Eur J Pharm Biopharm. 2010 Mar;74(3):495-502. doi: 10.1016/j.ejpb.2010.01.003. Epub 2010 Jan 11.
The Parallel Artificial Membrane Permeability Assay (PAMPA) has been successfully introduced into the pharmaceutical industry to allow useful predictions of passive oral absorption. Over the last 5 years, researchers have modified the PAMPA such that it can also evaluate passive blood-brain barrier (BBB) permeability. This paper compares the permeability of 19 structurally diverse, commercially available drugs assessed in four different PAMPA models: (1) a PAMPA-BLM (black lipid membrane) model, (2) a PAMPA-DS (Double Sink) model, (3) a PAMPA-BBB model and (4) a PAMPA-BBB-UWL (unstirred water layer) model in order to find the most discriminating method for the prediction of BBB permeability. Both the PAMPA-BBB model and the PAMPA-BLM model accurately identified compounds which pass the BBB (BBB+) and those which poorly penetrate the BBB (BBB-). For these models, BBB+ and BBB- classification ranges, in terms of permeability values, could be defined, offering the opportunity to validate the paradigm with in vivo data. The PAMPA models were subsequently applied to a set of 14 structurally diverse internal J&J candidates with known log (brain/blood concentration) (LogBB) values. Based on these LogBB values, BBB classifications were established (BBB+: LogBB0 >or=; BBB-: LogBB<0). PAMPA-BLM resulted in three false positive identifications, while PAMPA-BBB misclassified only one compound. Additionally, a Caco-2 assay was performed to determine the efflux ratio of all compounds in the test set. The false positive that occurred in both models was shown to be related to an increased efflux ratio. Both the PAMPA-BLM and the PAMPA-BBB models can be used to predict BBB permeability of compounds in combination with an assay that provides p-gp efflux data, such as the Caco-2 assay.

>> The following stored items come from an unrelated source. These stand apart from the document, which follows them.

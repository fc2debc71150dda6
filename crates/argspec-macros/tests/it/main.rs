use std::path::PathBuf;

use argspec::Registry;
use expect_test::{expect, Expect};

fn check(registry: &Registry, args: &str, expect: Expect) {
    let args = args.split_ascii_whitespace().collect::<Vec<_>>();
    match registry.parse(args) {
        Ok(ns) => expect.assert_debug_eq(&ns),
        Err(err) => expect.assert_eq(&err.to_string()),
    }
}

fn rust_analyzer() -> Registry {
    argspec::actions! {
        /// Number of concurrent jobs.
        optional -j, --jobs n: u32
        /// Path to log file. By default, logs go to stderr.
        optional --log-file path: PathBuf
        count -v, --verbose default 0
        required -n, --number n: i64
        append --data value: String
        flag --emoji
        positional workspace: PathBuf
    }
    .unwrap()
}

#[test]
fn smoke() {
    check(
        &rust_analyzer(),
        "-n 92 .",
        expect![[r#"
            {
                "data": None,
                "emoji": false,
                "jobs": None,
                "log_file": None,
                "number": 92,
                "verbose": 0,
                "workspace": ".",
            }
        "#]],
    );
    check(
        &rust_analyzer(),
        "-n 92 -v --verbose -v --data 0xDEAD --log-file /tmp/log.txt --data 0xBEEF .",
        expect![[r#"
            {
                "data": [
                    "0xDEAD",
                    "0xBEEF",
                ],
                "emoji": false,
                "jobs": None,
                "log_file": "/tmp/log.txt",
                "number": 92,
                "verbose": 3,
                "workspace": ".",
            }
        "#]],
    );
    check(
        &rust_analyzer(),
        "--emoji -j 4 -n 1 .",
        expect![[r#"
            {
                "data": None,
                "emoji": true,
                "jobs": 4,
                "log_file": None,
                "number": 1,
                "verbose": 0,
                "workspace": ".",
            }
        "#]],
    );
    check(&rust_analyzer(), "-n 92", expect!["argument workspace: expected one argument"]);
    check(&rust_analyzer(), ".", expect!["the following arguments are required: -n/--number"]);
    check(
        &rust_analyzer(),
        "-n 1 -j -4 .",
        expect!["argument -j/--jobs: invalid u32 value: '-4' (invalid digit found in string)"],
    );
}

#[test]
fn docs_become_help() {
    let registry = rust_analyzer();
    let help = registry.actions().iter().map(|it| it.help()).collect::<Vec<_>>();
    expect![[r#"
        [
            Some(
                "Number of concurrent jobs.",
            ),
            Some(
                "Path to log file. By default, logs go to stderr.",
            ),
            None,
            None,
            None,
            None,
            None,
        ]
    "#]]
    .assert_debug_eq(&help);
    assert_eq!(registry.get("jobs").and_then(|it| it.metavar()), Some("n"));
}

#[test]
fn modifiers() {
    let registry = argspec::actions! {
        optional --level n: i64 choices [1, 2, 3] default 1
        optional --color choices ["auto", "never"] nargs ? const "auto" default "never"
        optional --point x: f64 nargs 2 dest coords
        positional cmd
        positional rest nargs ...
    };
    let registry = registry.unwrap_or_else(|err| panic!("{err}"));
    check(
        &registry,
        "--color --point 1 2 run --level 9",
        expect![[r#"
            {
                "cmd": "run",
                "color": "auto",
                "coords": [
                    1.0,
                    2.0,
                ],
                "level": 1,
                "rest": [
                    "--level",
                    "9",
                ],
            }
        "#]],
    );
    check(
        &registry,
        "--level 9 run",
        expect!["argument --level: invalid choice: 9 (choose from 1, 2, 3)"],
    );
}

#[test]
fn registration_errors_surface_at_runtime() {
    let res = argspec::actions! {
        flag --quiet
        optional -q dest quiet
    };
    expect!["dest `quiet` is already registered"].assert_eq(&res.unwrap_err().to_string());
}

平行人工膜渗透性测定法(PAMPA)已成功引入制药行业,以允许对被动口服吸收进行有用的预测。在过去的 5 年中,研究人员对 PAMPA 进行了修改,使其也能够评估被动血脑屏障(BBB)通透性。本文比较了 19 种结构不同的市售药物在四种不同的 PAMPA 模型中的渗透性:(1)PAMPA-BLM(黑脂质膜)模型,(2)PAMPA-DS(双水槽)模型,(3)PAMPA-BBB 模型和(4)PAMPA-BBB-UWL(未搅动水层)模型,以找到最具区分力的方法来预测 BBB 通透性。PAMPA-BBB 模型和 PAMPA-BLM 模型都准确地识别了能够穿透 BBB(BBB+)的化合物和难以穿透 BBB(BBB-)的化合物。对于这些模型,可以根据渗透值定义 BBB+和 BBB-分类范围,从而有机会使用体内数据验证该范例。随后,将 PAMPA 模型应用于一组具有已知 log(脑/血浓度)(LogBB)值的 14 种结构不同的内部 J&J 候选物。基于这些 LogBB 值,建立了 BBB 分类(BBB+:LogBB0≥;BBB-:LogBB<0)。PAMPA-BLM 导致了三个假阳性鉴定,而 PAMPA-BBB 仅错误分类了一种化合物。此外,还进行了 Caco-2 测定以确定测试集中所有化合物的外排比。在这两种模型中出现的假阳性与增加的外排比有关。PAMPA-BLM 和 PAMPA-BBB 模型都可以与提供 p-gp 外排数据的测定(如 Caco-2 测定)结合使用,以预测化合物的 BBB 通透性。